__EXERCISE OBJECTIVE__.
Start at the line in the entries below that contains "number to bind to.", stop at the line that contains "to hub mapping", and output exactly the lines in that span, both ends included.

****************************************

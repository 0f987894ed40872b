//! Server configuration and shared state.

use std::sync::Arc;
use std::time::Duration;

use serde::Deserialize;

use crate::gateway::{MessageStore, RoomDirectory};
use crate::hub::HubRegistry;

/// Tunables for the running server.
#[derive(Debug, Clone)]
pub struct ServerConfig {
    /// Host address to bind to.
    pub host: String,
    /// Port number to bind to.
    pub port: u16,
    /// Capacity of each session's outbound buffer. The bound is what makes
    /// the slow-consumer eviction policy deterministic.
    pub outbound_buffer: usize,
    /// Number of malformed inbound frames tolerated before a session is
    /// closed.
    pub malformed_frame_limit: u32,
    /// Upper bound applied to the `limit` path parameter of the history
    /// endpoint.
    pub history_limit_max: usize,
    /// Grace period for in-flight persistence during shutdown.
    pub shutdown_grace: Duration,
}

impl Default for ServerConfig {
    fn default() -> Self {
        Self {
            host: "127.0.0.1".to_string(),
            port: 8080,
            outbound_buffer: 32,
            malformed_frame_limit: 5,
            history_limit_max: 100,
            shutdown_grace: Duration::from_secs(5),
        }
    }
}

/// Query parameters for the WebSocket upgrade.
///
/// The identity is supplied by the authenticated caller and trusted as
/// handed in; verification belongs to the auth collaborator in front.
#[derive(Debug, Deserialize)]
pub struct ConnectQuery {
    pub user: String,
}

/// Shared application state
pub struct AppState {
    /// Room-name to hub mapping
    pub registry: Arc<HubRegistry>,
    /// Room metadata / membership collaborator
    pub directory: Arc<dyn RoomDirectory>,
    /// Durable message storage, read side (history endpoint)
    pub store: Arc<dyn MessageStore>,
    pub config: ServerConfig,
}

****************************************

__ANSWER TO THIS TASK__.
    /// Port number to bind to.
    pub port: u16,
    /// Capacity of each session's outbound buffer. The bound is what makes
    /// the slow-consumer eviction policy deterministic.
    pub outbound_buffer: usize,
    /// Number of malformed inbound frames tolerated before a session is
    /// closed.
    pub malformed_frame_limit: u32,
    /// Upper bound applied to the `limit` path parameter of the history
    /// endpoint.
    pub history_limit_max: usize,
    /// Grace period for in-flight persistence during shutdown.
    pub shutdown_grace: Duration,
}

impl Default for ServerConfig {
    fn default() -> Self {
        Self {
            host: "127.0.0.1".to_string(),
            port: 8080,
            outbound_buffer: 32,
            malformed_frame_limit: 5,
            history_limit_max: 100,
            shutdown_grace: Duration::from_secs(5),
        }
    }
}

/// Query parameters for the WebSocket upgrade.
///
/// The identity is supplied by the authenticated caller and trusted as
/// handed in; verification belongs to the auth collaborator in front.
#[derive(Debug, Deserialize)]
pub struct ConnectQuery {
    pub user: String,
}

/// Shared application state
pub struct AppState {
    /// Room-name to hub mapping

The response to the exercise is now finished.